Paul Gallez, the famous historian born in Brussels in 1920 and now resident in Bahía Blanca (Argentina) has the honour of having discovered the river system of South America, from the Orinoco in Venezuela to the river Grande in Tierra del Fuego, on the map of the German Heinrich Hammer under his Latinised name Henricus Martellus Germanus.

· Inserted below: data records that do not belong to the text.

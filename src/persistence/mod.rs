//! Persistence layer: the storage contract plus its two backends.
//!
//! [`TransactionalConnection`] is everything the batch writer and the pool
//! need from one live storage session. The PostgreSQL implementation uses
//! `sqlx::PgConnection`; the in-memory one backs local dry runs and counts
//! every round-trip so tests can assert on protocol usage.

pub mod memory;
pub mod models;
pub mod postgres;

use std::future::Future;

use crate::batch::{BatchRejection, BatchTarget};
use crate::error::StorageError;
use models::StoredRecord;

/// One live session with durable storage.
///
/// A session is owned by exactly one caller at a time (enforced by the
/// pool's checkout), so implementations need no internal locking.
pub trait TransactionalConnection: Send + 'static {
    /// Opens a transaction boundary.
    fn begin(&mut self) -> impl Future<Output = Result<(), StorageError>> + Send;

    /// Applies every record, in order, inside the open transaction using a
    /// single round-trip. Returns the number of rows written.
    fn execute_batch(
        &mut self,
        target: &BatchTarget,
        records: &[serde_json::Value],
    ) -> impl Future<Output = Result<u64, BatchRejection>> + Send;

    /// Commits the open transaction.
    fn commit(&mut self) -> impl Future<Output = Result<(), StorageError>> + Send;

    /// Rolls back the open transaction.
    fn rollback(&mut self) -> impl Future<Output = Result<(), StorageError>> + Send;

    /// Returns `true` while a transaction is open on this session.
    fn in_transaction(&self) -> bool;

    /// Reads every committed record of `target`, ordered by sequence id.
    fn fetch_records(
        &mut self,
        target: &BatchTarget,
    ) -> impl Future<Output = Result<Vec<StoredRecord>, StorageError>> + Send;
}
//! # pgbatch
//!
//! Bounded connection pool with scoped checkouts, plus an all-or-nothing
//! batch writer for JSON documents.
//!
//! A [`pool::Pool`] hands out at most `max_connections` connections, serves
//! blocked callers in arrival order, and takes every connection back exactly
//! once, whether the caller releases it explicitly, drops it, or is
//! cancelled mid-transaction. [`batch::write_batch`] inserts an ordered set
//! of records inside one transaction in one round-trip: either all become
//! visible or none do.
//!
//! ## Architecture
//!
//! ```text
//! CLI (main.rs)
//!     │
//!     ├── Pool<M: ConnectionManager> (pool/)
//!     │       └── Checkout (auto-released on drop)
//!     │
//!     ├── write_batch → TransactionOutcome (batch/)
//!     │
//!     └── TransactionalConnection (persistence/)
//!             ├── PgSession (sqlx, PostgreSQL)
//!             └── MemoryConnection (in-process)
//! ```

pub mod batch;
pub mod config;
pub mod domain;
pub mod error;
pub mod persistence;
pub mod pool;
//! Pool and storage error types.
//!
//! [`PoolError`] is the central error type of the crate. Storage-level
//! rejections are described by [`StorageError`] and only ever reach callers
//! wrapped in a rolled-back batch outcome.

use crate::batch::RollbackCause;

/// Rejection reported by the storage engine for a single statement.
#[derive(Debug, Clone, PartialEq, Eq, thiserror::Error)]
pub enum StorageError {
    /// A uniqueness, foreign key, not-null or check constraint rejected a row.
    #[error("constraint violation{}: {message}", constraint_suffix(.constraint))]
    ConstraintViolation {
        /// Name of the violated constraint, when the engine reports one.
        constraint: Option<String>,
        /// Engine-provided message.
        message: String,
    },

    /// A value did not match the column type.
    #[error("type mismatch: {0}")]
    TypeMismatch(String),

    /// The engine aborted the transaction on a serialization conflict, or a
    /// record could not be encoded for the wire.
    #[error("serialization failure: {0}")]
    Serialization(String),

    /// The connection dropped while a statement was in flight.
    #[error("connection lost: {0}")]
    ConnectionLost(String),

    /// Any other rejection.
    #[error("storage rejected statement: {0}")]
    Rejected(String),
}

#[allow(clippy::ref_option)]
fn constraint_suffix(constraint: &Option<String>) -> String {
    constraint
        .as_deref()
        .map(|c| format!(" on {c}"))
        .unwrap_or_default()
}

impl StorageError {
    /// Returns `true` if the error means the connection itself is unusable.
    #[must_use]
    pub const fn is_connection_loss(&self) -> bool {
        matches!(self, Self::ConnectionLost(_))
    }
}

/// Pool, batch, and configuration errors.
///
/// # Error Code Ranges
///
/// | Range     | Category        | Recoverable by caller |
/// |-----------|-----------------|-----------------------|
/// | 1000–1999 | Request / config| no                    |
/// | 2000–2999 | Pool capacity   | yes (retry)           |
/// | 3000–3999 | Storage         | depends on cause      |
/// | 4000–4999 | Caller bugs     | no                    |
#[derive(Debug, thiserror::Error)]
pub enum PoolError {
    /// No connection became available before the acquire timeout.
    #[error("pool exhausted: no connection available after {waited_ms} ms")]
    PoolExhausted {
        /// How long the caller waited, in milliseconds.
        waited_ms: u64,
    },

    /// The pool has been closed.
    #[error("pool is closed")]
    Closed,

    /// Opening a new connection failed.
    #[error("failed to open connection: {0}")]
    Connect(String),

    /// A connection was found dead during a health check or mid-use.
    #[error("connection broken: {0}")]
    ConnectionBroken(String),

    /// A batch was rolled back; nothing from it was persisted.
    #[error("batch rolled back: {0}")]
    RolledBack(RollbackCause),

    /// A storage operation outside a batch failed.
    #[error("storage error: {0}")]
    Storage(#[from] StorageError),

    /// A checkout was released twice, released to the wrong pool, or used
    /// after release.
    #[error("release protocol violation: {0}")]
    ReleaseProtocolViolation(String),

    /// The request could not be turned into a batch.
    #[error("invalid request: {0}")]
    InvalidRequest(String),

    /// Configuration is inconsistent.
    #[error("invalid configuration: {0}")]
    Config(String),
}

impl PoolError {
    /// Returns the numeric error code for this variant.
    #[must_use]
    pub const fn error_code(&self) -> u32 {
        match self {
            Self::InvalidRequest(_) => 1001,
            Self::Config(_) => 1002,
            Self::PoolExhausted { .. } => 2001,
            Self::Closed => 2002,
            Self::Connect(_) => 3001,
            Self::ConnectionBroken(_) => 3002,
            Self::RolledBack(_) => 3003,
            Self::Storage(_) => 3004,
            Self::ReleaseProtocolViolation(_) => 4001,
        }
    }

    /// Returns `true` if retrying the same call later may succeed.
    #[must_use]
    pub const fn is_recoverable(&self) -> bool {
        matches!(
            self,
            Self::PoolExhausted { .. } | Self::Connect(_) | Self::ConnectionBroken(_)
        )
    }
}

#[cfg(test)]
mod tests {
    use super::*;

    #[test]
    fn constraint_violation_display_names_constraint() {
        let err = StorageError::ConstraintViolation {
            constraint: Some("products_raw_product_id_key".to_string()),
            message: "duplicate key".to_string(),
        };
        assert_eq!(
            err.to_string(),
            "constraint violation on products_raw_product_id_key: duplicate key"
        );

        let anonymous = StorageError::ConstraintViolation {
            constraint: None,
            message: "duplicate key".to_string(),
        };
        assert_eq!(anonymous.to_string(), "constraint violation: duplicate key");
    }

    #[test]
    fn only_connection_lost_is_connection_loss() {
        assert!(StorageError::ConnectionLost("eof".to_string()).is_connection_loss());
        assert!(!StorageError::TypeMismatch("int".to_string()).is_connection_loss());
    }

    #[test]
    fn codes_follow_ranges() {
        assert_eq!(PoolError::PoolExhausted { waited_ms: 5 }.error_code(), 2001);
        assert_eq!(
            PoolError::ReleaseProtocolViolation("twice".to_string()).error_code(),
            4001
        );
        assert_eq!(PoolError::Config("min > max".to_string()).error_code(), 1002);
    }

    #[test]
    fn exhaustion_is_recoverable_but_protocol_violation_is_not() {
        assert!(PoolError::PoolExhausted { waited_ms: 1 }.is_recoverable());
        assert!(!PoolError::ReleaseProtocolViolation("x".to_string()).is_recoverable());
        assert!(!PoolError::Closed.is_recoverable());
    }
}
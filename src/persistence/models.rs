//! Database models for persisted records.

use chrono::{DateTime, Utc};
use serde::{Deserialize, Serialize};

/// A committed row read back from a batch target table.
#[derive(Debug, Clone, PartialEq, Serialize, Deserialize)]
pub struct StoredRecord {
    /// Storage-assigned sequence id. Monotonic in commit order, not
    /// necessarily contiguous.
    pub id: i64,
    /// The JSON document as written.
    pub payload: serde_json::Value,
    /// Server-side creation timestamp.
    pub created_at: DateTime<Utc>,
}
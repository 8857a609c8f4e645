//! Domain layer: the typed documents this tool ingests.

pub mod product;

pub use product::{Currency, Dimensions, Product};
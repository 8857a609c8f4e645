//! Batch requests and their target statement.

use std::fmt;

use serde::Serialize;

use crate::error::PoolError;

/// PostgreSQL's identifier length limit (NAMEDATALEN - 1).
const MAX_IDENTIFIER_LEN: usize = 63;

/// Table and JSONB column a batch is written into.
///
/// Identifiers are validated on construction because they are spliced into
/// SQL text; only the records themselves travel as bind parameters.
#[derive(Debug, Clone, PartialEq, Eq)]
pub struct BatchTarget {
    table: String,
    column: String,
}

impl BatchTarget {
    /// Creates a target. `table` may be schema-qualified (`public.products_raw`).
    ///
    /// # Errors
    ///
    /// Returns [`PoolError::InvalidRequest`] if either name is not a plain
    /// SQL identifier.
    pub fn new(table: impl Into<String>, column: impl Into<String>) -> Result<Self, PoolError> {
        let table = table.into();
        let column = column.into();
        if !table.split('.').all(is_identifier) || table.split('.').count() > 2 {
            return Err(PoolError::InvalidRequest(format!(
                "invalid table name: {table:?}"
            )));
        }
        if !is_identifier(&column) {
            return Err(PoolError::InvalidRequest(format!(
                "invalid column name: {column:?}"
            )));
        }
        Ok(Self { table, column })
    }

    /// Target table name.
    #[must_use]
    pub fn table(&self) -> &str {
        &self.table
    }

    /// Target column name.
    #[must_use]
    pub fn column(&self) -> &str {
        &self.column
    }

    /// Single-statement insert taking every record as one `jsonb[]` bind.
    #[must_use]
    pub fn insert_statement(&self) -> String {
        format!(
            "INSERT INTO {} ({}) SELECT * FROM UNNEST($1::jsonb[])",
            self.table, self.column
        )
    }

    /// Read-back query returning `(id, document, created_at)` rows.
    #[must_use]
    pub fn select_statement(&self) -> String {
        format!(
            "SELECT id, {}, created_at FROM {} ORDER BY id",
            self.column, self.table
        )
    }
}

impl fmt::Display for BatchTarget {
    fn fmt(&self, f: &mut fmt::Formatter<'_>) -> fmt::Result {
        write!(f, "{}({})", self.table, self.column)
    }
}

fn is_identifier(name: &str) -> bool {
    let mut chars = name.chars();
    let Some(first) = chars.next() else {
        return false;
    };
    name.len() <= MAX_IDENTIFIER_LEN
        && (first.is_ascii_alphabetic() || first == '_')
        && chars.all(|c| c.is_ascii_alphanumeric() || c == '_')
}

/// An ordered group of records written under one transaction.
///
/// Consumed by the writer, so a request can never be applied partially or
/// reused after it reached a terminal state.
#[derive(Debug, Clone, PartialEq)]
pub struct BatchRequest {
    target: BatchTarget,
    records: Vec<serde_json::Value>,
}

impl BatchRequest {
    /// Creates a request from already-encoded JSON documents.
    #[must_use]
    pub fn new(target: BatchTarget, records: Vec<serde_json::Value>) -> Self {
        Self { target, records }
    }

    /// A batch of exactly one record.
    #[must_use]
    pub fn single(target: BatchTarget, record: serde_json::Value) -> Self {
        Self::new(target, vec![record])
    }

    /// Encodes each item with `serde` and keeps the input order.
    ///
    /// # Errors
    ///
    /// Returns [`PoolError::InvalidRequest`] naming the first item that
    /// cannot be represented as JSON.
    pub fn from_serializable<T: Serialize>(
        target: BatchTarget,
        items: &[T],
    ) -> Result<Self, PoolError> {
        let records = items
            .iter()
            .enumerate()
            .map(|(index, item)| {
                serde_json::to_value(item)
                    .map_err(|e| PoolError::InvalidRequest(format!("record {index}: {e}")))
            })
            .collect::<Result<Vec<_>, _>>()?;
        Ok(Self::new(target, records))
    }

    /// Where the records go.
    #[must_use]
    pub const fn target(&self) -> &BatchTarget {
        &self.target
    }

    /// The records, in application order.
    #[must_use]
    pub fn records(&self) -> &[serde_json::Value] {
        &self.records
    }

    /// Number of records.
    #[must_use]
    pub fn len(&self) -> usize {
        self.records.len()
    }

    /// Returns `true` if the request holds no records.
    #[must_use]
    pub fn is_empty(&self) -> bool {
        self.records.is_empty()
    }

    pub(crate) fn into_parts(self) -> (BatchTarget, Vec<serde_json::Value>) {
        (self.target, self.records)
    }
}
//! Product documents written by the batch writer.

use std::fmt;
use std::str::FromStr;

use serde::{Deserialize, Serialize};

use crate::error::PoolError;

/// Currency a product is priced in.
#[derive(Debug, Clone, Copy, PartialEq, Eq, Hash, Serialize, Deserialize)]
#[serde(rename_all = "UPPERCASE")]
pub enum Currency {
    /// Swedish krona.
    Sek,
    /// Euro.
    Eur,
    /// US dollar.
    Usd,
}

impl Currency {
    /// ISO 4217 code.
    #[must_use]
    pub const fn code(&self) -> &'static str {
        match self {
            Self::Sek => "SEK",
            Self::Eur => "EUR",
            Self::Usd => "USD",
        }
    }
}

impl fmt::Display for Currency {
    fn fmt(&self, f: &mut fmt::Formatter<'_>) -> fmt::Result {
        f.write_str(self.code())
    }
}

impl FromStr for Currency {
    type Err = PoolError;

    fn from_str(s: &str) -> Result<Self, Self::Err> {
        match s.to_ascii_uppercase().as_str() {
            "SEK" => Ok(Self::Sek),
            "EUR" => Ok(Self::Eur),
            "USD" => Ok(Self::Usd),
            other => Err(PoolError::InvalidRequest(format!(
                "unsupported currency '{other}'"
            ))),
        }
    }
}

/// Physical size of a product, in centimetres.
#[derive(Debug, Clone, Copy, PartialEq, Serialize, Deserialize)]
pub struct Dimensions {
    /// Width.
    pub width_cm: f64,
    /// Height.
    pub height_cm: f64,
    /// Depth.
    pub depth_cm: f64,
}

/// A product as stored in the `product` JSONB column.
///
/// Optional fields are omitted from the document when unset.
#[derive(Debug, Clone, PartialEq, Serialize, Deserialize)]
pub struct Product {
    /// Business key; unique across the table.
    pub product_id: String,
    /// Display name.
    pub name: String,
    /// Unit price in `currency`.
    pub price: f64,
    /// Pricing currency.
    pub currency: Currency,
    /// Catalogue category.
    #[serde(default, skip_serializing_if = "Option::is_none")]
    pub category: Option<String>,
    /// Manufacturer or label.
    #[serde(default, skip_serializing_if = "Option::is_none")]
    pub brand: Option<String>,
    /// Free-form labels.
    #[serde(default, skip_serializing_if = "Option::is_none")]
    pub tags: Option<Vec<String>>,
    /// Physical size.
    #[serde(default, skip_serializing_if = "Option::is_none")]
    pub dimensions: Option<Dimensions>,
}

impl Product {
    /// Creates a product with only the required fields set.
    #[must_use]
    pub fn new(
        product_id: impl Into<String>,
        name: impl Into<String>,
        price: f64,
        currency: Currency,
    ) -> Self {
        Self {
            product_id: product_id.into(),
            name: name.into(),
            price,
            currency,
            category: None,
            brand: None,
            tags: None,
            dimensions: None,
        }
    }
}
//! Bounded connection pool with scoped, auto-released checkouts.
//!
//! Capacity is a FIFO-fair [`tokio::sync::Semaphore`]: one permit per
//! connection that is checked out or being opened. Idle connections hold no
//! permit. A [`Checkout`] owns its permit and returns both the permit and
//! the connection exactly once, either through [`Checkout::release`] or on
//! drop.

pub mod checkout;
pub mod connection_id;
pub mod connection_pool;
pub mod manager;

pub use checkout::Checkout;
pub use connection_id::ConnectionId;
pub use connection_pool::{Pool, PoolStats};
pub use manager::ConnectionManager;
//! Channel abstractions for CARDLINK.
//!
//! Transports and consumers only depend on the contracts defined in this
//! crate: the card channel itself, the consumer lifecycle callbacks, and the
//! fragment-level primitives the external framing algorithm drives.

pub mod contract;
pub mod loopback;

pub use contract::{CardChannel, CardListener, FragmentIo, Framer, SingleFragmentFramer};
pub use loopback::LoopbackChannel;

This map dates from 1489, several years before Christopher Columbus's first voyages, and is kept in the British Library in London (68 verso and 69 recto of the Add Ms 15760). There are many maps of the world dating from the sixteenth Century, known as Ptolemaic maps (copies of the original map drafted by Claudius Ptolemy of Alexandria) which depict South America as an immense peninsula joined in the north-west by the Mesoamerican isthmus to the Asian continent and to be more exact to China. In this way, the vast continent of South America forms the so-called ‘Dragon's Tail'. It is under this name that it is mentioned in Antonio Galvano's The Discoveries of the World from Their First Original unto the Year of Our Lord 1555 published in Lisbon in 1563. In order to situate ourselves historically, in time and place, it should be pointed out that before becoming regent of Portugal, the infante Dom Pedro, Duke of Coimbra, son of John I (John the Great, Master of Avis who reigned from 1385 to 1433) and brother of Henry the Navigator, made a long journey through England, France, Germany, the Holy Land, Hungary and Italy where he visited Rome and Venice. According to Galvano's Discoveries, in 1428, Dom Pedro came back from Italy with a map of the world which showed ‘the whole surface of the Earth' and where ‘the Strait of Magellan was in the Dragon's Tail' (Paul Gallez, La Cola del Dragón – América del Sur en los mapas antiguos, medievales y rencentistas, Bahía Blanca, Instituto Patagónico, 1990).